**TRY IT**.
Where does the string "contains" occur in the entries below? Copy every line where it does.

(Records contained in a dataset)
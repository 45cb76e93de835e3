//! Error types and handling for the `reachmap` map controller

use thiserror::Error;

/// Main error type for the map controller
#[derive(Error, Debug)]
pub enum ReachMapError {
    /// Empty or unparsable user input (address, coordinates, duration, profile)
    #[error("Invalid input: {message}")]
    InvalidInput { message: String },

    /// The geocoder returned no results
    #[error("Not found: {message}")]
    NotFound { message: String },

    /// Non-success HTTP status from an external service
    #[error("API error: {status_text}")]
    Api { status_text: String },

    /// Transport failure or malformed response
    #[error("Network error: {message}")]
    Network {
        message: String,
        /// Underlying cause, kept for logging only
        detail: String,
    },

    /// Configuration-related errors
    #[error("Configuration error: {message}")]
    Config { message: String },
}

impl ReachMapError {
    /// Create a new invalid input error
    pub fn invalid_input<S: Into<String>>(message: S) -> Self {
        Self::InvalidInput {
            message: message.into(),
        }
    }

    /// Create a new not found error
    pub fn not_found<S: Into<String>>(message: S) -> Self {
        Self::NotFound {
            message: message.into(),
        }
    }

    /// Create a new API error from the response status text
    pub fn api<S: Into<String>>(status_text: S) -> Self {
        Self::Api {
            status_text: status_text.into(),
        }
    }

    /// Create a new network error with a user-facing message and a cause
    pub fn network<S: Into<String>, D: ToString>(message: S, detail: D) -> Self {
        Self::Network {
            message: message.into(),
            detail: detail.to_string(),
        }
    }

    /// Create a new configuration error
    pub fn config<S: Into<String>>(message: S) -> Self {
        Self::Config {
            message: message.into(),
        }
    }

    /// Short machine-readable name of the error kind
    #[must_use]
    pub fn kind(&self) -> &'static str {
        match self {
            ReachMapError::InvalidInput { .. } => "invalid_input",
            ReachMapError::NotFound { .. } => "not_found",
            ReachMapError::Api { .. } => "api",
            ReachMapError::Network { .. } => "network",
            ReachMapError::Config { .. } => "config",
        }
    }

    /// Get the message shown to the user in a blocking notification
    #[must_use]
    pub fn user_message(&self) -> String {
        match self {
            ReachMapError::InvalidInput { message } | ReachMapError::NotFound { message } => {
                message.clone()
            }
            ReachMapError::Api { status_text } => {
                format!("OpenRouteService API error: {status_text}")
            }
            ReachMapError::Network { message, .. } => message.clone(),
            ReachMapError::Config { .. } => {
                "Configuration error. Please check your config file and API keys.".to_string()
            }
        }
    }
}

#[cfg(test)]
mod tests {
    use super::*;

    #[test]
    fn test_error_creation() {
        let err = ReachMapError::invalid_input("Invalid coordinates entered.");
        assert!(matches!(err, ReachMapError::InvalidInput { .. }));

        let err = ReachMapError::not_found("Address not found.");
        assert!(matches!(err, ReachMapError::NotFound { .. }));

        let err = ReachMapError::api("Forbidden");
        assert!(matches!(err, ReachMapError::Api { .. }));
        assert_eq!(err.kind(), "api");
    }

    #[test]
    fn test_user_messages() {
        let err = ReachMapError::api("Forbidden");
        assert_eq!(err.user_message(), "OpenRouteService API error: Forbidden");

        let err = ReachMapError::network("Failed to geocode address.", "connection refused");
        assert_eq!(err.user_message(), "Failed to geocode address.");
        assert!(!err.user_message().contains("connection refused"));

        let err = ReachMapError::config("missing api key");
        assert!(err.user_message().contains("Configuration error"));
    }
}
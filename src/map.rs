//! Map session
//!
//! The session is the single owner of everything the map widget shows:
//! view, tile layer, start marker, overlays and the address text field.
//! Callers mutate it only through the methods below and render it through
//! [`MapSnapshot`].

use serde::{Deserialize, Serialize};
use tracing::debug;

use crate::config::MapConfig;
use crate::models::{Coordinate, GeoDocument, Overlay, OverlayId, OverlayStyle, OverlayTag};

/// Tile imagery source for the base map
#[derive(Debug, Clone, PartialEq, Serialize, Deserialize)]
pub struct TileLayer {
    /// URL template with `{s}`, `{z}`, `{x}`, `{y}` placeholders
    pub url_template: String,
    pub max_zoom: u8,
    pub attribution: String,
}

impl From<&MapConfig> for TileLayer {
    fn from(config: &MapConfig) -> Self {
        Self {
            url_template: config.tile_url.clone(),
            max_zoom: config.max_zoom,
            attribution: config.attribution.clone(),
        }
    }
}

#[derive(Debug, Clone, Copy, PartialEq, Eq, Hash, Serialize, Deserialize)]
#[serde(transparent)]
pub struct MarkerId(pub u64);

/// The single start-point marker
#[derive(Debug, Clone, PartialEq, Serialize, Deserialize)]
pub struct StartMarker {
    pub id: MarkerId,
    pub position: Coordinate,
}

/// Serializable view of a session, consumed by the page
#[derive(Debug, Clone, PartialEq, Serialize, Deserialize)]
pub struct MapSnapshot {
    pub center: Coordinate,
    pub zoom: u8,
    pub tile_layer: TileLayer,
    pub start_marker: Option<StartMarker>,
    pub overlays: Vec<Overlay>,
    pub address_text: String,
}

#[derive(Debug)]
pub struct MapSession {
    center: Coordinate,
    zoom: u8,
    tile_layer: TileLayer,
    start_marker: Option<StartMarker>,
    /// Kept in draw order
    overlays: Vec<Overlay>,
    address_text: String,
    next_overlay_id: u64,
    next_marker_id: u64,
}

impl MapSession {
    /// Create the map centered at `center`; zoom is clamped to the tile layer's maximum
    #[must_use]
    pub fn initialize(center: Coordinate, zoom: u8, tile_layer: TileLayer) -> Self {
        let zoom = zoom.min(tile_layer.max_zoom);
        debug!(%center, zoom, tiles = %tile_layer.url_template, "Initializing map session");
        Self {
            center,
            zoom,
            tile_layer,
            start_marker: None,
            overlays: Vec::new(),
            address_text: String::new(),
            next_overlay_id: 1,
            next_marker_id: 1,
        }
    }

    #[must_use]
    pub fn from_config(config: &MapConfig) -> Self {
        Self::initialize(config.center(), config.zoom, TileLayer::from(config))
    }

    /// Place the start marker at the clicked point and publish it as the
    /// address text, overwriting whatever was typed. Returns the new text.
    pub fn on_map_click(&mut self, coordinate: Coordinate) -> String {
        self.set_start_marker(coordinate);
        self.address_text = coordinate.to_string();
        self.address_text.clone()
    }

    /// Replace the start marker; the previous one, if any, is destroyed
    pub fn set_start_marker(&mut self, position: Coordinate) -> MarkerId {
        let id = MarkerId(self.next_marker_id);
        self.next_marker_id += 1;
        if let Some(previous) = self.start_marker.replace(StartMarker { id, position }) {
            debug!(marker = previous.id.0, "Removed previous start marker");
        }
        id
    }

    pub fn set_view(&mut self, center: Coordinate, zoom: u8) {
        self.center = center;
        self.zoom = zoom.min(self.tile_layer.max_zoom);
    }

    /// Remove every overlay whose style color matches. Returns how many were removed.
    pub fn clear_overlays_by_style(&mut self, color: &str) -> usize {
        self.remove_where(|overlay| overlay.style.has_color(color))
    }

    /// Remove every overlay carrying `tag`. Returns how many were removed.
    pub fn clear_overlays_by_tag(&mut self, tag: &OverlayTag) -> usize {
        self.remove_where(|overlay| &overlay.tag == tag)
    }

    /// Remove exactly one overlay by handle
    pub fn remove_overlay(&mut self, id: OverlayId) -> bool {
        self.remove_where(|overlay| overlay.id == id) > 0
    }

    pub fn draw_overlay(
        &mut self,
        geometry: GeoDocument,
        style: OverlayStyle,
        tag: OverlayTag,
    ) -> OverlayId {
        let id = OverlayId(self.next_overlay_id);
        self.next_overlay_id += 1;
        debug!(overlay = id.0, ?tag, color = %style.color, "Drawing overlay");
        self.overlays.push(Overlay {
            id,
            tag,
            style,
            geometry,
        });
        id
    }

    fn remove_where(&mut self, predicate: impl Fn(&Overlay) -> bool) -> usize {
        let before = self.overlays.len();
        self.overlays.retain(|overlay| !predicate(overlay));
        let removed = before - self.overlays.len();
        if removed > 0 {
            debug!(removed, "Removed overlays");
        }
        removed
    }

    #[must_use]
    pub fn center(&self) -> Coordinate {
        self.center
    }

    #[must_use]
    pub fn zoom(&self) -> u8 {
        self.zoom
    }

    #[must_use]
    pub fn tile_layer(&self) -> &TileLayer {
        &self.tile_layer
    }

    #[must_use]
    pub fn start_marker(&self) -> Option<&StartMarker> {
        self.start_marker.as_ref()
    }

    #[must_use]
    pub fn overlays(&self) -> &[Overlay] {
        &self.overlays
    }

    pub fn overlays_with_tag<'a>(&'a self, tag: &'a OverlayTag) -> impl Iterator<Item = &'a Overlay> {
        self.overlays.iter().filter(move |overlay| &overlay.tag == tag)
    }

    #[must_use]
    pub fn address_text(&self) -> &str {
        &self.address_text
    }

    /// What the user typed into the address field
    pub fn set_address_text(&mut self, text: impl Into<String>) {
        self.address_text = text.into();
    }

    #[must_use]
    pub fn snapshot(&self) -> MapSnapshot {
        MapSnapshot {
            center: self.center,
            zoom: self.zoom,
            tile_layer: self.tile_layer.clone(),
            start_marker: self.start_marker.clone(),
            overlays: self.overlays.clone(),
            address_text: self.address_text.clone(),
        }
    }
}

#[cfg(test)]
mod tests {
    use super::*;
    use serde_json::json;

    fn session() -> MapSession {
        MapSession::from_config(&MapConfig::default())
    }

    fn polygon() -> GeoDocument {
        GeoDocument(json!({"type": "Polygon", "coordinates": [[[0.0, 0.0], [1.0, 0.0], [0.0, 1.0], [0.0, 0.0]]]}))
    }

    #[test]
    fn test_initialize_defaults() {
        let map = session();
        assert_eq!(map.center(), Coordinate::new(51.505, -0.09));
        assert_eq!(map.zoom(), 13);
        assert_eq!(map.tile_layer().max_zoom, 19);
        assert!(map.start_marker().is_none());
        assert!(map.overlays().is_empty());
    }

    #[test]
    fn test_zoom_is_clamped_to_max_zoom() {
        let mut map = MapSession::initialize(
            Coordinate::new(0.0, 0.0),
            25,
            TileLayer::from(&MapConfig::default()),
        );
        assert_eq!(map.zoom(), 19);
        map.set_view(Coordinate::new(1.0, 1.0), 30);
        assert_eq!(map.zoom(), 19);
    }

    #[test]
    fn test_click_replaces_marker_and_overwrites_address() {
        let mut map = session();
        map.set_address_text("10 Downing Street");

        let first = map.on_map_click(Coordinate::new(51.5, -0.1));
        assert_eq!(first, "51.5, -0.1");
        let first_marker = map.start_marker().unwrap().id;

        let second = map.on_map_click(Coordinate::new(48.85, 2.35));
        assert_eq!(second, "48.85, 2.35");
        assert_eq!(map.address_text(), "48.85, 2.35");

        let marker = map.start_marker().unwrap();
        assert_ne!(marker.id, first_marker);
        assert_eq!(marker.position, Coordinate::new(48.85, 2.35));
    }

    #[test]
    fn test_set_view() {
        let mut map = session();
        map.set_view(Coordinate::new(40.0, -74.0), 14);
        assert_eq!(map.center(), Coordinate::new(40.0, -74.0));
        assert_eq!(map.zoom(), 14);
    }

    #[test]
    fn test_draw_returns_unique_handles() {
        let mut map = session();
        let a = map.draw_overlay(polygon(), OverlayStyle::default(), OverlayTag::Isochrone);
        let b = map.draw_overlay(polygon(), OverlayStyle::default(), OverlayTag::Isochrone);
        assert_ne!(a, b);
        assert_eq!(map.overlays().len(), 2);
    }

    #[test]
    fn test_clear_by_tag_leaves_same_colored_custom_overlay() {
        let mut map = session();
        map.draw_overlay(polygon(), OverlayStyle::default(), OverlayTag::Isochrone);
        map.draw_overlay(polygon(), OverlayStyle::default(), OverlayTag::Isochrone);
        let custom = map.draw_overlay(
            polygon(),
            OverlayStyle::default(),
            OverlayTag::Custom("route".into()),
        );

        assert_eq!(map.clear_overlays_by_tag(&OverlayTag::Isochrone), 2);
        assert_eq!(map.clear_overlays_by_tag(&OverlayTag::Isochrone), 0);
        assert_eq!(map.overlays().len(), 1);
        assert_eq!(map.overlays()[0].id, custom);
    }

    #[test]
    fn test_clear_by_style_matches_any_tag() {
        let mut map = session();
        map.draw_overlay(polygon(), OverlayStyle::default(), OverlayTag::Isochrone);
        map.draw_overlay(polygon(), OverlayStyle::default(), OverlayTag::Custom("x".into()));
        let blue = OverlayStyle {
            color: "#0000ff".into(),
            ..OverlayStyle::default()
        };
        map.draw_overlay(polygon(), blue, OverlayTag::Isochrone);

        assert_eq!(map.clear_overlays_by_style("#FF7800"), 2);
        assert_eq!(map.overlays().len(), 1);
        assert!(map.overlays()[0].style.has_color("#0000ff"));
    }

    #[test]
    fn test_remove_overlay_by_handle() {
        let mut map = session();
        let a = map.draw_overlay(polygon(), OverlayStyle::default(), OverlayTag::Isochrone);
        let b = map.draw_overlay(polygon(), OverlayStyle::default(), OverlayTag::Isochrone);
        assert!(map.remove_overlay(a));
        assert!(!map.remove_overlay(a));
        assert_eq!(map.overlays_with_tag(&OverlayTag::Isochrone).count(), 1);
        assert_eq!(map.overlays()[0].id, b);
    }

    #[test]
    fn test_snapshot_serializes() {
        let mut map = session();
        map.on_map_click(Coordinate::new(51.5, -0.1));
        map.draw_overlay(polygon(), OverlayStyle::default(), OverlayTag::Isochrone);
        let value = serde_json::to_value(map.snapshot()).unwrap();
        assert_eq!(value["address_text"], "51.5, -0.1");
        assert_eq!(value["overlays"][0]["style"]["color"], "#ff7800");
        assert_eq!(value["overlays"][0]["geometry"]["type"], "Polygon");
        assert_eq!(value["tile_layer"]["max_zoom"], 19);
    }
}
use std::path::PathBuf;
use std::sync::Arc;

use anyhow::{Context, Result};
use reachmap::{NominatimClient, OpenRouteServiceClient, Orchestrator, ReachMapConfig, telemetry, web};

#[tokio::main]
async fn main() -> Result<()> {
    let config_path = std::env::args().nth(1).map(PathBuf::from);
    let config = ReachMapConfig::load_from_path(config_path)?;
    telemetry::init(&config.logging)?;

    let api_key = config.require_api_key()?;
    let geocoder = NominatimClient::new(&config.geocoder).context("Failed to set up geocoder")?;
    let isochrones = OpenRouteServiceClient::new(&config.isochrone, api_key)
        .context("Failed to set up isochrone client")?;

    let orchestrator = Arc::new(Orchestrator::from_config(
        &config,
        Arc::new(geocoder),
        Arc::new(isochrones),
    ));

    web::run(&config.server, orchestrator).await
}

**FINISHED EXERCISE**.
        assert!(!err.user_message().contains("connection refused"));
        assert!(err.user_message().contains("Configuration error"));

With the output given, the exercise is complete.